**Goal of the exercise:**
Check each line of the listing below for "pipeline" and state how many lines contain it, with no other words.
*** Supplied records ***
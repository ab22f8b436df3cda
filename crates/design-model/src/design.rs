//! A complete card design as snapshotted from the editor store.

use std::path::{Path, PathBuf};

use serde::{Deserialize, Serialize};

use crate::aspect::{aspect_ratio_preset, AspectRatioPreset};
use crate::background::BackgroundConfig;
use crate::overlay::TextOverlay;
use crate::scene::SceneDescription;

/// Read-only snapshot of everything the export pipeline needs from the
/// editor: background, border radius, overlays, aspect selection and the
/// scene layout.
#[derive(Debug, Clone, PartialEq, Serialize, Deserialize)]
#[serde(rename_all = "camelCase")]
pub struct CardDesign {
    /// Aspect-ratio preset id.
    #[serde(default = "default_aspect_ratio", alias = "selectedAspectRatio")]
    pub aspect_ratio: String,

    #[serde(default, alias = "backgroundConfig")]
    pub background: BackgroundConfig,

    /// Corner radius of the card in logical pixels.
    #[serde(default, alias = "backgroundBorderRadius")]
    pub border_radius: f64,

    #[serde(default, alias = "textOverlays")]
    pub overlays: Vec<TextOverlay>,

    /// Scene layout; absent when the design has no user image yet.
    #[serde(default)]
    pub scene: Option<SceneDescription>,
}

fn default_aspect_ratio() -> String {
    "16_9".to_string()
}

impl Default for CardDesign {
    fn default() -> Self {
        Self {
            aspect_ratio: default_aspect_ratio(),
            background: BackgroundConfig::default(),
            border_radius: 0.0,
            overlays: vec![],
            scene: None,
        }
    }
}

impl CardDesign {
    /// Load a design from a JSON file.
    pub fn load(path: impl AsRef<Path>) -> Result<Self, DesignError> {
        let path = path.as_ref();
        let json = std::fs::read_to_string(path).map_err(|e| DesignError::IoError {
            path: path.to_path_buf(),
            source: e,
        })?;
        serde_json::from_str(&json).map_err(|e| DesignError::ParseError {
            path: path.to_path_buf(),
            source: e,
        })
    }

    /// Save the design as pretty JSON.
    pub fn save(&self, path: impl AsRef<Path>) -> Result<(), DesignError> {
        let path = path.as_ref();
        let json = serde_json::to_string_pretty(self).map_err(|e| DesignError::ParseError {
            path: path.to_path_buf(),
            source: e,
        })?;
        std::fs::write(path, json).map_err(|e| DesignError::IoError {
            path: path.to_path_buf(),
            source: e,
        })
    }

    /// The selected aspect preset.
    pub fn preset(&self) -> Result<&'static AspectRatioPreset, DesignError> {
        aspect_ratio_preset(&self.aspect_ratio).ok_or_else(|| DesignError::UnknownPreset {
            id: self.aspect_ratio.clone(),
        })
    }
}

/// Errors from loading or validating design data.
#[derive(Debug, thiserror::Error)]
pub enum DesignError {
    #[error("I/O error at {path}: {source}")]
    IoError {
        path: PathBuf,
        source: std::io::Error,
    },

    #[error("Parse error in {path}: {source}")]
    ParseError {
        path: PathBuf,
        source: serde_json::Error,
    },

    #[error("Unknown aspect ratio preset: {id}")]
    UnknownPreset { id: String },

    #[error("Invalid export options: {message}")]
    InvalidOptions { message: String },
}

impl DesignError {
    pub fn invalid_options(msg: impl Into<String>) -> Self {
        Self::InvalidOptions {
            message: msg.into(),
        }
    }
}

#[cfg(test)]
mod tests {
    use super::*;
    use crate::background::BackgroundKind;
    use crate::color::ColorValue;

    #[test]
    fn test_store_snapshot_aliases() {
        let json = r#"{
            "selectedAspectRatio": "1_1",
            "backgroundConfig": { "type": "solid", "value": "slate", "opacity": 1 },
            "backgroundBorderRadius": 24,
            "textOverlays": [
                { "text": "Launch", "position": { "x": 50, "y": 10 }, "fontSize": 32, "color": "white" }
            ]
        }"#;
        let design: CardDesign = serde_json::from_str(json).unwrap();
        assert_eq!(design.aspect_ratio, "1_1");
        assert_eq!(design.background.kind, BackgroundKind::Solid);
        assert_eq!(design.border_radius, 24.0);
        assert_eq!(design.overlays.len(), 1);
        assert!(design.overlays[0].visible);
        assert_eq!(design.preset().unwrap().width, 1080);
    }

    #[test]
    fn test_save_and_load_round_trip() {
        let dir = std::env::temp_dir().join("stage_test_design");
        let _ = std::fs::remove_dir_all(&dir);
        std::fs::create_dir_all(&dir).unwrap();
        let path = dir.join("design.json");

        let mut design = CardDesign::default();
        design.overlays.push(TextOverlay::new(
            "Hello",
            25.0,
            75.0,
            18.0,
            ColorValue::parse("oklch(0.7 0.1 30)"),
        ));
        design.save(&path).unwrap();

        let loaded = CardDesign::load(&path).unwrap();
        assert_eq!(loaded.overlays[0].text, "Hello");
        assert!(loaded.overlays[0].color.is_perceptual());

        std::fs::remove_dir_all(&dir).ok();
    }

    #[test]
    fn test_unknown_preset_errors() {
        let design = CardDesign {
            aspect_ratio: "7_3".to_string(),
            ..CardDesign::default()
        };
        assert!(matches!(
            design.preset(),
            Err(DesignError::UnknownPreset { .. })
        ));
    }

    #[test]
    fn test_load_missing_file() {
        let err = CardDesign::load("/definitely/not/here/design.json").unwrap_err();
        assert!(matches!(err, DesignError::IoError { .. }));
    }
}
*** End of Supplied records ***
*** Supplied records ***
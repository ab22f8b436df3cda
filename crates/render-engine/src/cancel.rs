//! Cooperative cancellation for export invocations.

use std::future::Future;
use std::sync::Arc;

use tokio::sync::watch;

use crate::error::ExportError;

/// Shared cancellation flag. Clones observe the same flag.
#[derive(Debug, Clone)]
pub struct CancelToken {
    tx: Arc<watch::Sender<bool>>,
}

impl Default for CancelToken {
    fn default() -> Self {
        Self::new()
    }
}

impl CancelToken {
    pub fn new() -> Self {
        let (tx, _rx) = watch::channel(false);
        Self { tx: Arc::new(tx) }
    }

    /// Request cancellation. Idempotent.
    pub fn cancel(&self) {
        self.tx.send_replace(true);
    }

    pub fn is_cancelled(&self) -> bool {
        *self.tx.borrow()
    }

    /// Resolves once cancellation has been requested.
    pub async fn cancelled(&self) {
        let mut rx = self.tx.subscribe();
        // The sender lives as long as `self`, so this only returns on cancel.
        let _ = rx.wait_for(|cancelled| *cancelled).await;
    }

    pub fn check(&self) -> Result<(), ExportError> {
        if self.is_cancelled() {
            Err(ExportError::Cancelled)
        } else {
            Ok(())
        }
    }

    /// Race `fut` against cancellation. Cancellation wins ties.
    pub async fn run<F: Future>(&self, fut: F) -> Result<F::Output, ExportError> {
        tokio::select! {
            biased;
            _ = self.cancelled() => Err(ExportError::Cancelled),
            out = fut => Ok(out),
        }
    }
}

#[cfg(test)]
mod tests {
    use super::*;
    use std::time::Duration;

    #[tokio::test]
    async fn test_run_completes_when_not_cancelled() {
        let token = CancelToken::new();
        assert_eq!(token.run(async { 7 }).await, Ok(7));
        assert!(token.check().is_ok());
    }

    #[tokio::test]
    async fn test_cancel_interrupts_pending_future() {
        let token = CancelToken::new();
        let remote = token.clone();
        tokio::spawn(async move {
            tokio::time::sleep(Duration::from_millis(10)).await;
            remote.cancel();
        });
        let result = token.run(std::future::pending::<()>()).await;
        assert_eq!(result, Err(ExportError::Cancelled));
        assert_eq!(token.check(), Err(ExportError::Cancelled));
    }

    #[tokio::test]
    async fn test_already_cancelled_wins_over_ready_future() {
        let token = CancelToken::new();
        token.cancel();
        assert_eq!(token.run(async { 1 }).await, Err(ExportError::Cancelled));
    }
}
*** End of Supplied records ***
*** Supplied records ***
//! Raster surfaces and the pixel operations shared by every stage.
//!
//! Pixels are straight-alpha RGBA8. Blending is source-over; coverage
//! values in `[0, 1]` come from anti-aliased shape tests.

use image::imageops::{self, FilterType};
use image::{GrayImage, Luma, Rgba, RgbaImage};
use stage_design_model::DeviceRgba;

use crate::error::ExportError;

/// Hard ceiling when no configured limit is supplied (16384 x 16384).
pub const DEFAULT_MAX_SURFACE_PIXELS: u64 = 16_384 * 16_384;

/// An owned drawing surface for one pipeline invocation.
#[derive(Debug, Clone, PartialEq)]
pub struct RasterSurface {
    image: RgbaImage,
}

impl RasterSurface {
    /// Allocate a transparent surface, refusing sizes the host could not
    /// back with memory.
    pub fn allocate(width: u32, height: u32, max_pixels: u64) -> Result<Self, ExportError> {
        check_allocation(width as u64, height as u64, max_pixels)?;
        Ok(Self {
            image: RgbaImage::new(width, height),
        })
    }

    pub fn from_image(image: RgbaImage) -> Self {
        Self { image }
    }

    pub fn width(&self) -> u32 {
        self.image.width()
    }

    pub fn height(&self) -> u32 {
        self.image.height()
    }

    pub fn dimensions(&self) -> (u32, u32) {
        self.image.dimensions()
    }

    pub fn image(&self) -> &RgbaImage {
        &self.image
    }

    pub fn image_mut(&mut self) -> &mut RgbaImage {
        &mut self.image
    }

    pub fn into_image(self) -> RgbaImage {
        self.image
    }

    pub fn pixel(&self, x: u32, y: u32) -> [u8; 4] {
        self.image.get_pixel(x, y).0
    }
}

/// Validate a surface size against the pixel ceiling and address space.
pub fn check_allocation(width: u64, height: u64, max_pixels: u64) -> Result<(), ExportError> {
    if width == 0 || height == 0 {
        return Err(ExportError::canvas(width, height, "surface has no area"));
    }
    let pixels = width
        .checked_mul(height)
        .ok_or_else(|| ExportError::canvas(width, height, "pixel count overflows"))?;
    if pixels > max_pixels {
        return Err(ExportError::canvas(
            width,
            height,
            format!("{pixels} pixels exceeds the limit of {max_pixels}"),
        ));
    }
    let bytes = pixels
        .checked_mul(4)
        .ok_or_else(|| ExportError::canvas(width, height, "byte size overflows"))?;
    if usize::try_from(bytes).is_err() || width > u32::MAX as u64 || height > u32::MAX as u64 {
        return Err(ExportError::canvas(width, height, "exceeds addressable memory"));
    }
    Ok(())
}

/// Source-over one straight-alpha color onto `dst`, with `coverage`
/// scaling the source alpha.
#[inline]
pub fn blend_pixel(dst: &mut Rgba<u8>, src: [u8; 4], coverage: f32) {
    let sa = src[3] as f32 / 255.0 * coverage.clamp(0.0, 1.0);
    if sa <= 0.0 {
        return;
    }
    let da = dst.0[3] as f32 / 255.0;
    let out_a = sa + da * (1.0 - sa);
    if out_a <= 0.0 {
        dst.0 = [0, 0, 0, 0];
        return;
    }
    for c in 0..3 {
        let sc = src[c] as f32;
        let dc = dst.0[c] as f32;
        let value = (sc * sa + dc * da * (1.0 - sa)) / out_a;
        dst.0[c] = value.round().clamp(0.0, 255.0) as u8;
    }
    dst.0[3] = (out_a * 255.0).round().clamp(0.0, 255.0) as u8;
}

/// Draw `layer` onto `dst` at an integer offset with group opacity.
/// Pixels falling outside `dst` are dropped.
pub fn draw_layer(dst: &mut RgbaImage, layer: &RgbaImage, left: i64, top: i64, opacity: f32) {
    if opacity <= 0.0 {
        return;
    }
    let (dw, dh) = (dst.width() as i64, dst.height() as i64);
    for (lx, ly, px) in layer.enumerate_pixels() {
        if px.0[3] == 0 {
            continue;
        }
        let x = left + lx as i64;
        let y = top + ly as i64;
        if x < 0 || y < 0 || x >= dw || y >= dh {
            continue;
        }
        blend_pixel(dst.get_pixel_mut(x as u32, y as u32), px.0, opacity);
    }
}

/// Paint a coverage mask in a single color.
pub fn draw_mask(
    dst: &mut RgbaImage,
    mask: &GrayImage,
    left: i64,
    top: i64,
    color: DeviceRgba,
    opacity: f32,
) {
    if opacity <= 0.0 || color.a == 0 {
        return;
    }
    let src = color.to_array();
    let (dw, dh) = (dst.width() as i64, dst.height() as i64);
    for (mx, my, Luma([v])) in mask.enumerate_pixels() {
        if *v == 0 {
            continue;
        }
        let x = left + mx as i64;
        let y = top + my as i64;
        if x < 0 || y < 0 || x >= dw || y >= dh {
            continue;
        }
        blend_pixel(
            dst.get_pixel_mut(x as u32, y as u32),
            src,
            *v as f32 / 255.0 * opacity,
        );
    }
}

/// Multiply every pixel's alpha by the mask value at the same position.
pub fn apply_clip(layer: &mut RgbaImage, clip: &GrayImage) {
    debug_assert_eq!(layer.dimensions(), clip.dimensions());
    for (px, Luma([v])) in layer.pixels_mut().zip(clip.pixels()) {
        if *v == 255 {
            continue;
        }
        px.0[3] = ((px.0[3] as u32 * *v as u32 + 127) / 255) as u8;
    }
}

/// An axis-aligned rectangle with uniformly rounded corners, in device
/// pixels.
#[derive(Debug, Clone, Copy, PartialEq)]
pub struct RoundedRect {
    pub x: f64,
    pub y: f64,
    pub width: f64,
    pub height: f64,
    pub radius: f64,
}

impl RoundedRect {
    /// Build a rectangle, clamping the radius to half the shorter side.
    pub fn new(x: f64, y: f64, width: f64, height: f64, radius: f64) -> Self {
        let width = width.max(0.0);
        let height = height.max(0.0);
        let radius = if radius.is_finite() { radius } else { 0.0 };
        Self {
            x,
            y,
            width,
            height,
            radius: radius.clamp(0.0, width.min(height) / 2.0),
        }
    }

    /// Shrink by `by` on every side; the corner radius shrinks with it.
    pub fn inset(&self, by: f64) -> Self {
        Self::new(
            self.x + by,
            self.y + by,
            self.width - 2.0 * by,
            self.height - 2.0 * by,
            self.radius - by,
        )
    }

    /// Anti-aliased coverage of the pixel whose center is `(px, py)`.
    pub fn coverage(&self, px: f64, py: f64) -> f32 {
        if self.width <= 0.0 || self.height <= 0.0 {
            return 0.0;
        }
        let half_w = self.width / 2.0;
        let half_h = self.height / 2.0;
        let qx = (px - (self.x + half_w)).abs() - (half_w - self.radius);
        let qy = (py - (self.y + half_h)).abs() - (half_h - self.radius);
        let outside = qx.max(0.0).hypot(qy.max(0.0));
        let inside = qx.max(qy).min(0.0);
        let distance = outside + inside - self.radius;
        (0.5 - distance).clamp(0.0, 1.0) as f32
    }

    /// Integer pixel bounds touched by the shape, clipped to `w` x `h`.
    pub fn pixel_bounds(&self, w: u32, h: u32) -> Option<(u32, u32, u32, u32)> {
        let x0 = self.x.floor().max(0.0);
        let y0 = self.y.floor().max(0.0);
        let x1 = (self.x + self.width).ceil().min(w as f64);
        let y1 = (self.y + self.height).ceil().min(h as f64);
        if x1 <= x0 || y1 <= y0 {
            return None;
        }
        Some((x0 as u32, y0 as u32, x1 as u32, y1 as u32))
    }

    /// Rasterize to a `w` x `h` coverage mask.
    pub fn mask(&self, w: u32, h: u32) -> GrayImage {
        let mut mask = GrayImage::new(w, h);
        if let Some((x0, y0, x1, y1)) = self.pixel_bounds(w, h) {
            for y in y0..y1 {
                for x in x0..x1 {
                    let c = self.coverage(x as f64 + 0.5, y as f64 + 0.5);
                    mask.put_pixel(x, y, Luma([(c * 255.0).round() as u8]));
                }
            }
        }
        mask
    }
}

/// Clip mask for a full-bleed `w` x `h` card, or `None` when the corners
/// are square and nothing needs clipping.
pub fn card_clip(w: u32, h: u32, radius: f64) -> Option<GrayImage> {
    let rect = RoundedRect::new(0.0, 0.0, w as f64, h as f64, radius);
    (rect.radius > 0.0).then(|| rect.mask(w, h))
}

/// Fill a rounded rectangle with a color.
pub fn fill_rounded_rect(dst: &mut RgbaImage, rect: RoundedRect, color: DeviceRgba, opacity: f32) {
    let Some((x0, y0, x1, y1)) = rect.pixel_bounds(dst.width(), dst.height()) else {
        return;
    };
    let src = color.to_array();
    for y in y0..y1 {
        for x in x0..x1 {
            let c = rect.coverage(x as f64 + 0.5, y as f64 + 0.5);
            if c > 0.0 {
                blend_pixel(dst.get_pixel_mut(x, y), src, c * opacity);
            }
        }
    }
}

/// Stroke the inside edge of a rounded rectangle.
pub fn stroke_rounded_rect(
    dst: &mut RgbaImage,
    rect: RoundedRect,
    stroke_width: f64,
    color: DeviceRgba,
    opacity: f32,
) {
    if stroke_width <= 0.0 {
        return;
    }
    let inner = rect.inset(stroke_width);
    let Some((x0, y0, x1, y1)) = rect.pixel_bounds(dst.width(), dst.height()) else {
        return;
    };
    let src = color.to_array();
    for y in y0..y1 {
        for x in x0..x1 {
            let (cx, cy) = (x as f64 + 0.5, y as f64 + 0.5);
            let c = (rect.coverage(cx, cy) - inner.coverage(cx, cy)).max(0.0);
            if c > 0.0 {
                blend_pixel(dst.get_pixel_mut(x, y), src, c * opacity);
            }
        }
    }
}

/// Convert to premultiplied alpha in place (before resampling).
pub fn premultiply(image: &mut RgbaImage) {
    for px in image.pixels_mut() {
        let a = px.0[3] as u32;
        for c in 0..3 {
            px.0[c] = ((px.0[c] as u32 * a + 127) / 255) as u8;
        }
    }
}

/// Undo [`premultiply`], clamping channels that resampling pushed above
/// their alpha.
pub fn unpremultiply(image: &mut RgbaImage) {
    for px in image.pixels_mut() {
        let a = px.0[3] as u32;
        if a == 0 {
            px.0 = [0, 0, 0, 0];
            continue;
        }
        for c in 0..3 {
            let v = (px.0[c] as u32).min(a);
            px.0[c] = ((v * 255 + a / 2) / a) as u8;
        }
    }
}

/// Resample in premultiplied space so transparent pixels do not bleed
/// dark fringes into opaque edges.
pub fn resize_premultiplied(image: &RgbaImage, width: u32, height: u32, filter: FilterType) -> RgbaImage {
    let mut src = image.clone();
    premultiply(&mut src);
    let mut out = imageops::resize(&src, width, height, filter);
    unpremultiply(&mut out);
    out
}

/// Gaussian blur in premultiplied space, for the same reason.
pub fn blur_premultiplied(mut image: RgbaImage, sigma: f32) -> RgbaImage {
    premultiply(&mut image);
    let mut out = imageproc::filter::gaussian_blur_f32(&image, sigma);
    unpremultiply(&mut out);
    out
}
*** End of Supplied records ***
**Result below:**
2